### Provided records

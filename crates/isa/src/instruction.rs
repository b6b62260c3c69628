use core::fmt;

use crate::registers::{Condition, Register, Size};

/// How `ldi` treats the destination bits outside the shifted immediate.
#[derive(Debug, Copy, Clone, PartialEq, Eq)]
pub enum ClearMode {
    /// Keep everything outside the 16-bit window.
    None = 0,
    /// Clear the bits below the window.
    Lower = 1,
    /// Clear the bits above the window.
    Upper = 2,
    /// Clear the whole register first.
    All = 3,
}

impl ClearMode {
    pub fn from_bits(bits: u32) -> ClearMode {
        match bits & 0b11 {
            0 => ClearMode::None,
            1 => ClearMode::Lower,
            2 => ClearMode::Upper,
            _ => ClearMode::All,
        }
    }
}

/// The instruction subset the trap framework, its handlers and the demos
/// require. Every instruction is one little-endian 32-bit word.
///
/// Relative control-flow displacements are measured in instruction words
/// from the address *after* the instruction (pc + 4), which is also the
/// convention the vector-slot patcher has to honor.
#[derive(Debug, Copy, Clone, PartialEq, Eq)]
pub enum Instruction {
    // ===== stack =====
    /// Push one register (or zero, for a null source).
    PushSingle { size: Size, src: Option<Register> },
    /// Pop one value into a register (or discard it).
    PopSingle { size: Size, dst: Option<Register> },
    /// Push a register pair; `src1` lands at the lower address.
    PushPair {
        size: Size,
        src1: Option<Register>,
        src2: Option<Register>,
    },
    /// Pop a register pair; `dst1` reads from the lower address.
    PopPair {
        size: Size,
        dst1: Register,
        dst2: Register,
    },

    // ===== memory =====
    /// Sized load through a register-held address.
    Load {
        size: Size,
        dst: Register,
        addr: Register,
    },
    /// Sized store through a register-held address.
    Store {
        size: Size,
        addr: Register,
        src: Register,
    },
    /// Place a 16-bit immediate at a bit offset within the destination.
    LoadImm {
        dst: Register,
        value: u16,
        shift: u8,
        clear: ClearMode,
    },
    /// Materialize pc + 4 + offset (a pc-relative address) in a register.
    LoadRel { dst: Register, offset: i32 },
    /// Sized register-to-register copy.
    Copy {
        size: Size,
        dst: Register,
        src: Register,
    },

    // ===== arithmetic and logic =====
    /// Add an 11-bit immediate (optionally shifted by multiples of 11 bits).
    AddImm {
        size: Size,
        dst: Option<Register>,
        lhs: Register,
        value: u16,
        shift_factor: u8,
        sign_extend: bool,
        carry: bool,
        set_flags: bool,
    },
    /// Subtract an 11-bit immediate.
    SubImm {
        size: Size,
        dst: Option<Register>,
        lhs: Register,
        value: u16,
        shift_factor: u8,
        sign_extend: bool,
        borrow: bool,
        set_flags: bool,
    },
    /// AND with an 11-bit immediate.
    AndImm {
        size: Size,
        dst: Option<Register>,
        lhs: Register,
        value: u16,
        shift_factor: u8,
        set_flags: bool,
    },
    /// Shift right by an immediate amount.
    ShrImm {
        size: Size,
        dst: Option<Register>,
        lhs: Register,
        amount: u8,
        signed: bool,
        set_flags: bool,
    },
    /// Divide, producing quotient and remainder.
    Div {
        size: Size,
        quot: Register,
        rem: Register,
        lhs: Register,
        rhs: Register,
        signed: bool,
        set_flags: bool,
    },

    // ===== control flow =====
    /// Relative jump, optionally conditional (`None` = always).
    JumpRel {
        cond: Option<Condition>,
        offset_words: i32,
    },
    /// Compare two registers and jump on the condition (13-bit range).
    CompareJumpRel {
        cond: Condition,
        size: Size,
        lhs: Register,
        rhs: Register,
        offset_words: i32,
    },
    /// Relative call: like `JumpRel` but links the return address in `lr`.
    CallRel {
        cond: Option<Condition>,
        offset_words: i32,
    },
    /// Return through `lr`.
    Ret,
    /// Return from exception: restores ip/flags/sp from the hardware-saved
    /// exception state. Privileged.
    Eret,
    /// Architecturally undefined; always raises invalid-instruction.
    Udf,
    /// Raise a debug exception.
    Dbg,
    /// Software-triggered `user` exception carrying a 16-bit value.
    UserTrap { value: u16 },
    Nop,

    // ===== machine registers =====
    /// Read a machine control register.
    ReadMachine { dst: Register, id: u32 },
    /// Write a machine control register.
    WriteMachine { id: u32, src: Register },
}

fn opt_reg(reg: Option<Register>) -> String {
    match reg {
        Some(r) => format!("r{}", r.index()),
        None => "null".into(),
    }
}

impl fmt::Display for Instruction {
    fn fmt(&self, f: &mut fmt::Formatter<'_>) -> fmt::Result {
        use Instruction::*;
        match self {
            PushSingle { size, src } => write!(f, "pushs.{:?} {}", size, opt_reg(*src)),
            PopSingle { size, dst } => write!(f, "pops.{:?} {}", size, opt_reg(*dst)),
            PushPair { size, src1, src2 } => {
                write!(f, "pushp.{:?} {}, {}", size, opt_reg(*src1), opt_reg(*src2))
            }
            PopPair { size, dst1, dst2 } => {
                write!(f, "popp.{:?} r{}, r{}", size, dst1.index(), dst2.index())
            }
            Load { size, dst, addr } => {
                write!(f, "lds.{:?} r{}, [r{}]", size, dst.index(), addr.index())
            }
            Store { size, addr, src } => {
                write!(f, "sts.{:?} [r{}], r{}", size, addr.index(), src.index())
            }
            LoadImm {
                dst,
                value,
                shift,
                clear,
            } => write!(
                f,
                "ldi r{}, {:#x}, {}, {:?}",
                dst.index(),
                value,
                shift,
                clear
            ),
            LoadRel { dst, offset } => write!(f, "ldr r{}, pc{:+}", dst.index(), offset + 4),
            Copy { size, dst, src } => {
                write!(f, "copy.{:?} r{}, r{}", size, dst.index(), src.index())
            }
            AddImm {
                dst, lhs, value, ..
            } => write!(f, "add {}, r{}, {:#x}", opt_reg(*dst), lhs.index(), value),
            SubImm {
                dst, lhs, value, ..
            } => write!(f, "sub {}, r{}, {:#x}", opt_reg(*dst), lhs.index(), value),
            AndImm {
                dst, lhs, value, ..
            } => write!(f, "and {}, r{}, {:#x}", opt_reg(*dst), lhs.index(), value),
            ShrImm {
                dst, lhs, amount, ..
            } => write!(f, "shr {}, r{}, {}", opt_reg(*dst), lhs.index(), amount),
            Div {
                quot,
                rem,
                lhs,
                rhs,
                ..
            } => write!(
                f,
                "div r{}, r{}, r{}, r{}",
                quot.index(),
                rem.index(),
                lhs.index(),
                rhs.index()
            ),
            JumpRel { cond, offset_words } => {
                write!(f, "jmpr{} {:+} words", cond_suffix(*cond), offset_words)
            }
            CompareJumpRel {
                cond,
                lhs,
                rhs,
                offset_words,
                ..
            } => write!(
                f,
                "cjmpr.{:?} r{}, r{}, {:+} words",
                cond,
                lhs.index(),
                rhs.index(),
                offset_words
            ),
            CallRel { cond, offset_words } => {
                write!(f, "callr{} {:+} words", cond_suffix(*cond), offset_words)
            }
            Ret => write!(f, "ret"),
            Eret => write!(f, "eret"),
            Udf => write!(f, "udf"),
            Dbg => write!(f, "dbg"),
            UserTrap { value } => write!(f, "exc {:#x}", value),
            Nop => write!(f, "nop"),
            ReadMachine { dst, id } => write!(f, "ldm r{}, mreg {:#x}", dst.index(), id),
            WriteMachine { id, src } => write!(f, "stm mreg {:#x}, r{}", id, src.index()),
        }
    }
}

fn cond_suffix(cond: Option<Condition>) -> String {
    match cond {
        Some(c) => format!(".{:?}", c),
        None => String::new(),
    }
}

### Exercise description
Looking at the records above, count the lines where the word "into" appears. State only the number.

### Answer section
2